After delivering the budget address, Mr. Ravenstahl traveled to the West End to award $275,000 in "neighborhood renaissance" grants to 12 community groups. He said a spate of development Downtown and in East Liberty must be extended to dozens of other neighborhoods and he sees the grants, for projects ranging from beautification to planning, as one way to begin meeting that goal.
Councilman Bill Peduto, who already has formed a mayoral campaign committee, said it was inappropriate for Mr. Ravenstahl, who initially opposed the Act 47 recovery plan as a councilman 2004, to brag now about the financial improvements that oversight helped to engender.
Though Mr. Ravenstahl acknowledged that the city still has financial progress to make, Mr. Peduto said the mayor made too rosy a portrayal of the city's progress.
"Our budget is far from secure," he said, noting that the mayor's address did not include "any new announcement, any new initiative, any new endeavor" that would further boost the pension fund or otherwise move the city's financial recovery to the next level.
With $13.4 million in parking tax revenue, $5 million in gaming proceeds, $32.5 million in other city funds, $11.7 million in employee contributions and an estimated $24.8 million in investment earnings, the city hopes to cover pension fund payouts next year. In all, Mr. Ravenstahl has pledged to devote $25 million in gaming revenue to the fund over five years.

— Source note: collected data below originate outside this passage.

pub mod allocation;
pub mod schedules;
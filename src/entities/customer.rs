use chrono::{DateTime, Utc};
use sea_orm::entity::prelude::*;
use serde::{Deserialize, Serialize};
use uuid::Uuid;

#[derive(Clone, Debug, PartialEq, Eq, DeriveEntityModel, Serialize, Deserialize)]
#[sea_orm(table_name = "customers")]
pub struct Model {
    #[sea_orm(primary_key, auto_increment = false)]
    pub id: Uuid,
    pub name: String,
    pub code: String,
    pub created_at: DateTime<Utc>,
}

#[derive(Copy, Clone, Debug, EnumIter, DeriveRelation)]
pub enum Relation {
    #[sea_orm(has_many = "super::order::Entity")]
    Orders,
}

impl Related<super::order::Entity> for Entity {
    fn to() -> RelationDef {
        Relation::Orders.def()
    }
}

impl ActiveModelBehavior for ActiveModel {}
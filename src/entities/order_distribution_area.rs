use sea_orm::entity::prelude::*;
use serde::{Deserialize, Serialize};
use uuid::Uuid;

/// Join entity binding one order distribution to one target area. The capacity
/// ceiling for the pairing follows the parent distribution's method.
#[derive(Clone, Debug, PartialEq, Eq, DeriveEntityModel, Serialize, Deserialize)]
#[sea_orm(table_name = "order_distribution_areas")]
pub struct Model {
    #[sea_orm(primary_key, auto_increment = false)]
    pub id: Uuid,
    pub order_distribution_id: Uuid,
    pub area_id: Uuid,
}

#[derive(Copy, Clone, Debug, EnumIter, DeriveRelation)]
pub enum Relation {
    #[sea_orm(
        belongs_to = "super::order_distribution::Entity",
        from = "Column::OrderDistributionId",
        to = "super::order_distribution::Column::Id"
    )]
    OrderDistribution,
    #[sea_orm(
        belongs_to = "super::area::Entity",
        from = "Column::AreaId",
        to = "super::area::Column::Id"
    )]
    Area,
}

impl Related<super::order_distribution::Entity> for Entity {
    fn to() -> RelationDef {
        Relation::OrderDistribution.def()
    }
}

impl Related<super::area::Entity> for Entity {
    fn to() -> RelationDef {
        Relation::Area.def()
    }
}

impl ActiveModelBehavior for ActiveModel {}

But Controller Michael Lamb, another would-be challenger to Mr. Ravenstahl, said the city still isn't putting enough money into the pension fund to boost its long-term solvency. The fund was 57 percent funded June 30.
Mr. Lamb also criticized Mr. Ravenstahl for touting six years of decreasing crime rates in his address, noting that police Chief Nathan Harper, in the bureau's annual report, said the reductions "mirror the national trend."
State Auditor General Jack Wagner, another possible mayoral challenger, could not be reached.